A $147 win on MES is not useful if I chased two extra entries to get it. A flat day is not a failure if I skipped the wrong trade. A red day is not a disaster if the setup was correct and the execution was clean. That is the part many retail traders miss. They rank trades by money first and quality second. The order should be reversed.

A good after-bell note also captures one clean image. Not a full diary. Not a therapy dump. Just one sentence that can pull the day back into focus later. “Faded the first push after the cash open and gave it back on a second entry.” That kind of line can travel across weeks and still mean something. It tells the truth without dressing it up.

A journal that only stores screenshots is a museum.

> A journal that only stores screenshots is a museum.

That sentence is true because screenshots do not explain why you clicked. The fill record shows you what happened. The note tells you whether you were disciplined, impatient, scared, or bored. Those states repeat. The chart does not.

What is trading journal, really

What is trading journal when you strip away the habits people copy from social media?

It is a decision log.

Not a confession booth. Not a motivational notebook. Not a place to pretend you were more intentional than you were. A real journal is a machine for pattern recognition. If the same mistake shows up five times, I want to see it in plain words. If the same setup keeps working on NQ but failing on CL, I want that split visible too. The journal is there to make repetition obvious.

That is why the strongest journals are a little ugly. They do not need polished language. They need exact language. “Late entry after breakout extension.” “Skipped invalidation.” “Sized up after one winner.” “Took a setup I did not plan.” Those lines hurt because they are useful.
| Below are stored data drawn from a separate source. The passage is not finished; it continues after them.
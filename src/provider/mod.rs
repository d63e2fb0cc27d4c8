//! # Provider Abstraction Layer
//!
//! The text-generation capability every role shares.
//!
//! - [`Provider`] - Core trait for executing prompts
//! - [`GroqProvider`] - Groq's OpenAI-compatible chat completions API
//! - [`MockProvider`] - Test provider with scripted responses
//!
//! Providers are constructed once and passed to the runner as
//! `Arc<dyn Provider>`; nothing is read from process-wide state except the
//! API key, which is looked up on first use.
//!
//! ```rust
//! use crewline::provider::create_provider;
//!
//! assert!(create_provider("groq").is_ok());
//! assert!(create_provider("mock").is_ok());
//! assert!(create_provider("invalid").is_err());
//! ```

mod groq;
mod mock;

pub use groq::{GroqProvider, GROQ_API_KEY_VAR};
pub use mock::MockProvider;

use anyhow::Result;
use async_trait::async_trait;

use crate::error::CrewError;

/// Average characters per token for mixed content
const CHARS_PER_TOKEN_MIXED: f32 = 3.0;

// ============================================================================
// PROVIDER TRAIT (ASYNC)
// ============================================================================

/// Maps a prompt to generated text
///
/// One call is one attempt: implementations must not retry.
#[async_trait]
pub trait Provider: Send + Sync {
    /// Returns the provider name (e.g., "groq", "mock")
    fn name(&self) -> &str;

    /// Model used when neither the pipeline nor the CLI picks one
    fn default_model(&self) -> &str;

    /// Execute a prompt and return the response
    async fn execute(&self, request: PromptRequest) -> Result<PromptResponse>;
}

// ============================================================================
// REQUEST/RESPONSE TYPES
// ============================================================================

/// Request to execute a prompt
#[derive(Debug, Clone, PartialEq)]
pub struct PromptRequest {
    /// The task prompt (user message)
    pub prompt: String,

    /// Role persona (system message)
    pub system_prompt: Option<String>,

    /// Model to use; empty means provider default
    pub model: String,

    /// Maximum tokens to generate
    pub max_tokens: Option<u32>,

    /// Temperature for generation
    pub temperature: Option<f32>,
}

impl PromptRequest {
    pub fn new(prompt: impl Into<String>, model: impl Into<String>) -> Self {
        Self {
            prompt: prompt.into(),
            model: model.into(),
            system_prompt: None,
            max_tokens: None,
            temperature: None,
        }
    }

    pub fn with_system_prompt(mut self, prompt: impl Into<String>) -> Self {
        self.system_prompt = Some(prompt.into());
        self
    }

    pub fn with_temperature(mut self, temperature: f32) -> Self {
        self.temperature = Some(temperature);
        self
    }

    pub fn with_max_tokens(mut self, max_tokens: u32) -> Self {
        self.max_tokens = Some(max_tokens);
        self
    }
}

/// Response from a prompt execution
#[derive(Debug, Clone)]
pub struct PromptResponse {
    /// The generated content
    pub content: String,

    /// Token usage statistics
    pub usage: TokenUsage,
}

impl PromptResponse {
    pub fn new(content: impl Into<String>) -> Self {
        Self {
            content: content.into(),
            usage: TokenUsage::default(),
        }
    }

    pub fn with_usage(mut self, usage: TokenUsage) -> Self {
        self.usage = usage;
        self
    }
}

/// Token usage statistics
#[derive(Debug, Clone, Default, PartialEq)]
pub struct TokenUsage {
    pub prompt_tokens: u32,
    pub completion_tokens: u32,
    pub total_tokens: u32,
}

impl TokenUsage {
    pub fn new(prompt: u32, completion: u32) -> Self {
        Self {
            prompt_tokens: prompt,
            completion_tokens: completion,
            total_tokens: prompt + completion,
        }
    }

    /// Estimate usage when the API does not report counts
    pub fn estimate(prompt_len: usize, response_len: usize) -> Self {
        let prompt_tokens = (prompt_len as f32 / CHARS_PER_TOKEN_MIXED).ceil() as u32;
        let completion_tokens = (response_len as f32 / CHARS_PER_TOKEN_MIXED).ceil() as u32;
        Self::new(prompt_tokens, completion_tokens)
    }
}

// ============================================================================
// PROVIDER FACTORY
// ============================================================================

/// Create a provider instance by name
///
/// | Name | Description | Requires |
/// |------|-------------|----------|
/// | `groq` | Groq chat completions | `GROQ_API_KEY` at first call |
/// | `mock` | Testing | Nothing |
pub fn create_provider(name: &str) -> Result<Box<dyn Provider>, CrewError> {
    match name.to_lowercase().as_str() {
        "groq" => Ok(Box::new(GroqProvider::new())),
        "mock" => Ok(Box::new(MockProvider::new())),
        _ => Err(CrewError::UnknownProvider {
            name: name.to_string(),
        }),
    }
}

#[cfg(test)]
mod tests {
    use super::*;

    #[test]
    fn test_prompt_request_builder() {
        let req = PromptRequest::new("Hello", "llama3-70b-8192")
            .with_system_prompt("You are helpful")
            .with_temperature(0.6)
            .with_max_tokens(512);

        assert_eq!(req.prompt, "Hello");
        assert_eq!(req.model, "llama3-70b-8192");
        assert_eq!(req.system_prompt.as_deref(), Some("You are helpful"));
        assert_eq!(req.temperature, Some(0.6));
        assert_eq!(req.max_tokens, Some(512));
    }

    #[test]
    fn test_token_usage_estimate() {
        // 300/3 = 100, 150/3 = 50
        let usage = TokenUsage::estimate(300, 150);

        assert_eq!(usage.prompt_tokens, 100);
        assert_eq!(usage.completion_tokens, 50);
        assert_eq!(usage.total_tokens, 150);
    }

    #[test]
    fn test_create_provider_by_name() {
        assert_eq!(create_provider("groq").unwrap().name(), "groq");
        assert_eq!(create_provider("MOCK").unwrap().name(), "mock");
    }

    #[test]
    fn test_create_provider_unknown() {
        let err = create_provider("claude").err().unwrap();
        assert!(matches!(err, CrewError::UnknownProvider { ref name } if name == "claude"));
    }
}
The question of what does a trading journal look like has a simple answer if you are honest. It looks like the shortest version of the truth that still changes your next trade.

If the note does not change your next trade, it is decoration.

The best journal I ever kept was not beautiful. It was repeatable. I could open it after three bad sessions and spot the same drift in my own behavior before the market did. That was enough. It kept me from pretending that a good week meant I had become a better trader. It also kept me from turning one bad morning into a story about who I was.